Our findings demonstrate how investigating microbiome data within the landscape context could elucidate how geomorphic processes such as landscape evolution, connectivity, and water, wind, animal, and disturbance dispersal may link to soil and biocrust microbiome composition, structure, and ultimately functioning at a much deeper level and across different scales. Geomorphology effects have been documented to influence microbial meta-communities at a patch scale predicting biocrust functional group mosaics (Pietrasiak et al., 2013, 2014a,b; Williams et al., 2013) or identifying differences in biogeochemical cycling in shrub island—plant interspace patterns (Schlesinger et al., 1996) with consequences to ecosystem multifunctionality. However, disentangling spatial drivers of soil microbiome assembly remains challenging, and so does analysis of their feedback to ecosystem functions in drylands.

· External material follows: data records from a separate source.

// tests/mcp_tests.rs

use std::sync::Arc;

use axum::{
    body::Body,
    http::{header, Request, StatusCode},
};
use clap::Parser;
use mockito::{mock, Matcher};
use secrecy::SecretString;
use serde_json::{json, Value};
use tower::ServiceExt;
use web3_stats_mcp::{
    api::build_app,
    blockchain::UpstreamClient,
    config::{Cli, Config},
    mcp::{protocol::Request as RpcRequest, McpHandler},
    transport::{CallContext, RpcService},
    AppState,
};

fn handler() -> McpHandler {
    let client = UpstreamClient::new(SecretString::new("test-key".into()), mockito::server_url())
        .with_blockscout_base(mockito::server_url());
    McpHandler::new(client)
}

async fn call(handler: &McpHandler, id: i64, method: &str, params: Value) -> Value {
    let request = RpcRequest::new(json!(id), method, Some(params));
    let ctx = CallContext::new("test", None);
    let response = handler.handle(request, &ctx).await.expect("expected a response");
    serde_json::to_value(response).unwrap()
}

async fn call_tool(handler: &McpHandler, name: &str, arguments: Value) -> Value {
    call(handler, 1, "tools/call", json!({ "name": name, "arguments": arguments })).await
}

fn text_of(reply: &Value) -> &str {
    reply["result"]["content"][0]["text"].as_str().unwrap()
}

#[tokio::test]
async fn lists_every_tool_with_a_schema() {
    let reply = call(&handler(), 1, "tools/list", json!({})).await;
    let tools = reply["result"]["tools"].as_array().unwrap();
    assert_eq!(tools.len(), 29);
    assert!(tools.iter().all(|t| t["inputSchema"]["type"] == "object"));

    let balances = tools.iter().find(|t| t["name"] == "get_evm_balances").unwrap();
    assert_eq!(balances["inputSchema"]["required"], json!(["walletAddress"]));
}

#[tokio::test]
async fn evm_balances_forwards_key_and_query() {
    let m = mock("GET", "/v1/evm/balances/0xbalances")
        .match_header("x-sim-api-key", "test-key")
        .match_query(Matcher::AllOf(vec![
            Matcher::UrlEncoded("chain_ids".into(), "1,56".into()),
            Matcher::UrlEncoded("limit".into(), "5".into()),
        ]))
        .with_status(200)
        .with_header("content-type", "application/json")
        .with_body(r#"{"balances":[{"symbol":"ETH","amount":"42"}]}"#)
        .create();

    let reply = call_tool(
        &handler(),
        "get_evm_balances",
        json!({ "walletAddress": "0xbalances", "chainIds": "1,56", "limit": 5 }),
    )
    .await;

    m.assert();
    assert!(reply["result"].get("isError").is_none());
    let data: Value = serde_json::from_str(text_of(&reply)).unwrap();
    assert_eq!(data["balances"][0]["symbol"], "ETH");
}

#[tokio::test]
async fn upstream_failure_is_a_tool_error() {
    let _m = mock("GET", "/v1/evm/activity/0xbroken")
        .with_status(500)
        .with_body("boom")
        .create();

    let reply = call_tool(&handler(), "get_evm_activity", json!({ "walletAddress": "0xbroken" })).await;

    assert!(reply.get("error").is_none());
    assert_eq!(reply["result"]["isError"], true);
    assert_eq!(
        text_of(&reply),
        "Dune API Error: 500 Internal Server Error. Details: boom"
    );
}

#[tokio::test]
async fn invalid_arguments_are_protocol_errors() {
    let h = handler();

    let reply = call_tool(&h, "get_evm_balances", json!({})).await;
    assert_eq!(reply["error"]["code"], -32602);

    let reply = call_tool(&h, "get_evm_activity", json!({ "walletAddress": "0x1", "limit": 0 })).await;
    assert_eq!(reply["error"]["code"], -32602);

    let reply = call_tool(&h, "no_such_tool", json!({})).await;
    assert_eq!(reply["error"]["code"], -32602);

    let reply = call(&h, 4, "tools/call", json!({ "name": "ping_dune_server", "arguments": [1] })).await;
    assert_eq!(reply["error"]["code"], -32602);
    assert_eq!(reply["id"], 4);
}

#[tokio::test]
async fn ping_tools() {
    let h = handler();

    let reply = call_tool(&h, "ping_dune_server", json!({})).await;
    assert_eq!(text_of(&reply), "Pong! Dune MCP server is active.");

    let reply = call_tool(&h, "ping_blockscout", json!({ "chainId": "999999" })).await;
    assert!(reply["result"].get("isError").is_none());
    assert!(text_of(&reply).starts_with("Unsupported chain ID: 999999. Supported chains: 1, 10"));
}

#[tokio::test]
async fn blockscout_address_info_uses_v2_api() {
    let m = mock("GET", "/api/v2/addresses/0xaddressinfo")
        .with_status(200)
        .with_body(r#"{"hash":"0xaddressinfo","is_contract":false}"#)
        .create();

    let reply = call_tool(
        &handler(),
        "blockscout_address_info",
        json!({ "address": "0xaddressinfo", "chainId": "1" }),
    )
    .await;

    m.assert();
    let data: Value = serde_json::from_str(text_of(&reply)).unwrap();
    assert_eq!(data["is_contract"], false);
}

#[tokio::test]
async fn blockscout_unsupported_chain_is_a_tool_error() {
    let reply = call_tool(
        &handler(),
        "blockscout_address_info",
        json!({ "address": "0x1", "chainId": "424242" }),
    )
    .await;
    assert_eq!(reply["result"]["isError"], true);
    assert!(text_of(&reply).starts_with("Unsupported chain ID: 424242"));
}

#[tokio::test]
async fn contract_methods_combines_read_and_write() {
    let read = mock("GET", "/api/v2/smart-contracts/0xmethods/methods-read")
        .with_status(200)
        .with_body(r#"[{"name":"balanceOf"}]"#)
        .create();
    let write = mock("GET", "/api/v2/smart-contracts/0xmethods/methods-write")
        .with_status(200)
        .with_body(r#"[{"name":"transfer"}]"#)
        .create();

    let reply = call_tool(
        &handler(),
        "blockscout_contract_methods",
        json!({ "address": "0xmethods", "chainId": "8453" }),
    )
    .await;

    read.assert();
    write.assert();
    let data: Value = serde_json::from_str(text_of(&reply)).unwrap();
    assert_eq!(data["readMethods"][0]["name"], "balanceOf");
    assert_eq!(data["writeMethods"][0]["name"], "transfer");
}

#[tokio::test]
async fn resources_merge_dune_chains() {
    let _m = mock("GET", "/v1/evm/supported-chains")
        .with_status(200)
        .with_body(
            r#"{"chains":[
                {"chain_id":1,"name":"ethereum","endpoints":{"balances":true,"activity":false}},
                {"chain_id":7777777,"name":"zora","endpoints":{"balances":true}}
            ]}"#,
        )
        .create();
    let h = handler();

    let reply = call(&h, 1, "resources/read", json!({ "uri": "dune://evm/supported-chains" })).await;
    let contents = &reply["result"]["contents"][0];
    assert_eq!(contents["mimeType"], "application/json");

    let reply = call(&h, 2, "resources/read", json!({ "uri": "web3-stats://supported-networks" })).await;
    let merged: Value =
        serde_json::from_str(reply["result"]["contents"][0]["text"].as_str().unwrap()).unwrap();
    assert_eq!(merged["networks"]["1"]["dune"]["capabilities"], json!({ "balances": true }));
    assert_eq!(merged["networks"]["7777777"]["blockscout"]["available"], false);
    assert_eq!(merged["summary"]["totalNetworks"], 10);
    assert_eq!(merged["summary"]["bothApis"], 1);
    assert_eq!(merged["summary"]["duneOnly"], 1);

    let reply = call(&h, 3, "resources/list", json!({})).await;
    assert_eq!(reply["result"]["resources"].as_array().unwrap().len(), 7);

    let reply = call(&h, 4, "resources/read", json!({ "uri": "web3-stats://tokens/stablecoins" })).await;
    let doc: Value =
        serde_json::from_str(reply["result"]["contents"][0]["text"].as_str().unwrap()).unwrap();
    assert_eq!(doc["stablecoins"]["1"]["USDT"], "0xdAC17F958D2ee523a2206206994597C13D831ec7");

    let reply = call(&h, 5, "resources/read", json!({ "uri": "nope://x" })).await;
    assert_eq!(reply["error"]["code"], -32602);
}

#[tokio::test]
async fn prompts_render_arguments() {
    let h = handler();
    let reply = call(&h, 1, "prompts/list", json!({})).await;
    assert_eq!(reply["result"]["prompts"].as_array().unwrap().len(), 18);

    let reply = call(
        &h,
        2,
        "prompts/get",
        json!({ "name": "evm_wallet_overview", "arguments": { "walletAddress": "0xfeed" } }),
    )
    .await;
    let messages = reply["result"]["messages"].as_array().unwrap();
    assert_eq!(messages.len(), 2);
    assert!(messages[0]["content"]["text"].as_str().unwrap().contains("0xfeed"));
}

#[tokio::test]
async fn unknown_method_and_notifications() {
    let h = handler();
    let reply = call(&h, 7, "wallet/drain", json!({})).await;
    assert_eq!(reply["error"]["code"], -32601);
    assert_eq!(reply["id"], 7);

    let ctx = CallContext::new("test", None);
    let note = RpcRequest::new(Value::Null, "notifications/initialized", None);
    assert!(h.handle(note, &ctx).await.is_none());
}

#[tokio::test]
async fn initialize_round_trip_over_http() {
    let cli = Cli::try_parse_from(["web3_stats_mcp", "--transport", "http", "--host", "127.0.0.1"]).unwrap();
    let config = Config::from_lookup(&cli, |key| match key {
        "DUNE_API_KEY" => Some("test-key".to_string()),
        _ => None,
    })
    .unwrap();
    let rpc: Arc<dyn RpcService> = Arc::new(handler());
    let app = build_app(AppState::new(config, rpc));

    let req = Request::builder()
        .method("POST")
        .uri("/mcp")
        .header(header::CONTENT_TYPE, "application/json")
        .body(Body::from(
            json!({
                "jsonrpc": "2.0",
                "id": 1,
                "method": "initialize",
                "params": { "protocolVersion": "2024-11-05", "capabilities": {} }
            })
            .to_string(),
        ))
        .unwrap();
    let res = app.clone().oneshot(req).await.unwrap();
    assert_eq!(res.status(), StatusCode::OK);
    let session_id = res.headers()["mcp-session-id"].to_str().unwrap().to_string();

    let bytes = axum::body::to_bytes(res.into_body(), usize::MAX).await.unwrap();
    let body: Value = serde_json::from_slice(&bytes).unwrap();
    assert_eq!(body["result"]["protocolVersion"], "2024-11-05");
    assert_eq!(body["result"]["serverInfo"]["name"], "MCPWeb3Stats");

    let req = Request::builder()
        .method("POST")
        .uri("/mcp")
        .header(header::CONTENT_TYPE, "application/json")
        .header("mcp-session-id", &session_id)
        .body(Body::from(json!({"jsonrpc": "2.0", "id": "x", "method": "ping"}).to_string()))
        .unwrap();
    let res = app.oneshot(req).await.unwrap();
    let bytes = axum::body::to_bytes(res.into_body(), usize::MAX).await.unwrap();
    let body: Value = serde_json::from_slice(&bytes).unwrap();
    assert_eq!(body, json!({"jsonrpc": "2.0", "id": "x", "result": {}}));
}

As Landform was the most important predictor for Bacteria, Cyanobacteria and Archaea richness, relative abundances, species turnover, and community composition in our study, future studies should explore how these patterns relate to the various ecosystem services microbes provide in dryland ecosystems.

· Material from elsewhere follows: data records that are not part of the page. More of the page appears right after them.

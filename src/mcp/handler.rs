//! # MCP Handler Module
//!
//! Dispatches JSON-RPC requests to the MCP methods this server implements.
//! Every transport reaches it through the [`RpcService`] trait.
//!
//! ## Supported Methods
//! - `initialize`, `ping`
//! - `tools/list`, `tools/call` (Dune Sim and Blockscout tools, see [`super::tools`])
//! - `resources/list`, `resources/read`, `resources/templates/list`
//! - `prompts/list`, `prompts/get`
//!
//! Notifications (`notifications/*`, or any request without an id) get no response.

use async_trait::async_trait;
use serde_json::{json, Value};
use tracing::{debug, info};

use super::{
    prompts,
    protocol::{error_codes, Request, Response, LATEST_PROTOCOL_VERSION, SUPPORTED_PROTOCOL_VERSIONS},
    resources, tools,
};
use crate::{
    blockchain::UpstreamClient,
    transport::{CallContext, RpcService},
    utils,
};

pub const SERVER_NAME: &str = "MCPWeb3Stats";

#[derive(Debug, Clone)]
pub struct McpHandler {
    client: UpstreamClient,
}

impl McpHandler {
    pub fn new(client: UpstreamClient) -> Self {
        Self { client }
    }

    /// This is the main dispatcher for all incoming MCP requests.
    pub async fn handle(&self, req: Request, ctx: &CallContext) -> Option<Response> {
        if req.is_notification() || req.method.starts_with("notifications/") {
            debug!(method = %req.method, transport = ctx.transport, "notification received");
            return None;
        }

        info!(
            method = %req.method,
            transport = ctx.transport,
            session_id = ctx.session_id.as_deref().unwrap_or("-"),
            "Handling MCP request"
        );

        let id = req.response_id();
        let params = req.params.clone().unwrap_or_else(|| json!({}));

        let result: Result<Value, Response> = match req.method.as_str() {
            "initialize" => Ok(handle_initialize(&params)),
            "ping" => Ok(json!({})),
            "tools/list" => Ok(handle_tools_list()),
            "tools/call" => self.handle_tool_call(&params, &id).await,
            "resources/list" => Ok(resources::list()),
            "resources/templates/list" => Ok(resources::templates()),
            "resources/read" => self.handle_resource_read(&params, &id).await,
            "prompts/list" => Ok(prompts::list()),
            "prompts/get" => handle_prompt_get(&params, &id),
            _ => Err(Response::error(
                id.clone(),
                error_codes::METHOD_NOT_FOUND,
                format!("Method not found: {}", req.method),
            )),
        };

        Some(result.map_or_else(|err| err, |value| Response::success(id, value)))
    }

    /// Handles a 'tools/call' request by dispatching it to the tool catalog.
    async fn handle_tool_call(&self, params: &Value, id: &Value) -> Result<Value, Response> {
        let name: String = utils::get_required_arg(params, "name", id)?;
        let empty_args = json!({});
        let args = match params.get("arguments") {
            None | Some(Value::Null) => &empty_args,
            Some(args @ Value::Object(_)) => args,
            Some(_) => {
                return Err(Response::error(
                    id.clone(),
                    error_codes::INVALID_PARAMS,
                    "'arguments' must be an object".into(),
                ))
            }
        };
        tools::call_tool(&self.client, &name, args, id).await
    }

    async fn handle_resource_read(&self, params: &Value, id: &Value) -> Result<Value, Response> {
        let uri: String = utils::get_required_arg(params, "uri", id)?;
        resources::read(&self.client, &uri, id).await
    }
}

fn handle_prompt_get(params: &Value, id: &Value) -> Result<Value, Response> {
    let name: String = utils::get_required_arg(params, "name", id)?;
    let empty_args = json!({});
    let args = params.get("arguments").unwrap_or(&empty_args);
    prompts::get(&name, args, id)
}

#[async_trait]
impl RpcService for McpHandler {
    async fn call(&self, request: Request, ctx: &CallContext) -> Option<Response> {
        self.handle(request, ctx).await
    }
}

/// Picks the client's protocol version when we speak it, otherwise our latest.
pub fn negotiate_protocol_version(requested: Option<&str>) -> &'static str {
    requested
        .and_then(|v| SUPPORTED_PROTOCOL_VERSIONS.iter().find(|s| **s == v).copied())
        .unwrap_or(LATEST_PROTOCOL_VERSION)
}

/// Handles the 'initialize' request.
fn handle_initialize(params: &Value) -> Value {
    let requested = params.get("protocolVersion").and_then(Value::as_str);
    json!({
        "protocolVersion": negotiate_protocol_version(requested),
        "capabilities": {
            "tools": { "listChanged": false },
            "resources": { "subscribe": false, "listChanged": false },
            "prompts": { "listChanged": false }
        },
        "serverInfo": {
            "name": SERVER_NAME,
            "version": env!("CARGO_PKG_VERSION")
        },
        "instructions": "Blockchain analytics over the Dune Sim API (EVM and SVM wallets, tokens, activity) and Blockscout explorers (addresses, blocks, transactions, contracts)."
    })
}

/// Handles the 'tools/list' request.
fn handle_tools_list() -> Value {
    let tools: Vec<Value> = tools::TOOLS.iter().map(|t| t.definition()).collect();
    json!({ "tools": tools })
}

4.3. A suite of soil properties linked to landscapes structure relate to surface soil microbiomes
No single soil physical or chemical property was found to be significant for predicting microbial diversity, community composition, and structure. Rather it was the combination of variables that were important to surface soil microbiomes at Jornada Basin. Results showed that gravel content, texture, moisture, pH, and salt content (estimated via electrical conductivity) all played an important role in shaping the soil surface microbiome. Previous studies have indicated that fine textured soils promote surface soil microbial communities compared to those with high sand content (Read et al., 2008; Pietrasiak et al., 2011a; Stovall et al., 2022). This relationship may exist because the small silt and clay particles of fine textured soils provide a more beneficial habitat for soil organisms, with their higher nutrient and water holding capacities as well as pH buffering and cation exchange properties. A novel finding of our study was that the observed interplay of measured soil parameters and surface soil microbiome characteristics was linked to the soil geomorphic template of Monger and Bestelmeyer (2006). Finer textured soils were associated with playa and alluvial flat sites. These soils recorded higher soil moisture, presumably held in the finer soil pores from the preceding rain event for much longer compared to coarse textured soils. Also, these finer textured soils recorded higher electrical conductivity and pH values. This suite of soil properties harbored unique surface soil microbial communities distinctly different from the coarser textured soils of alluvial plain and fan piedmont sites.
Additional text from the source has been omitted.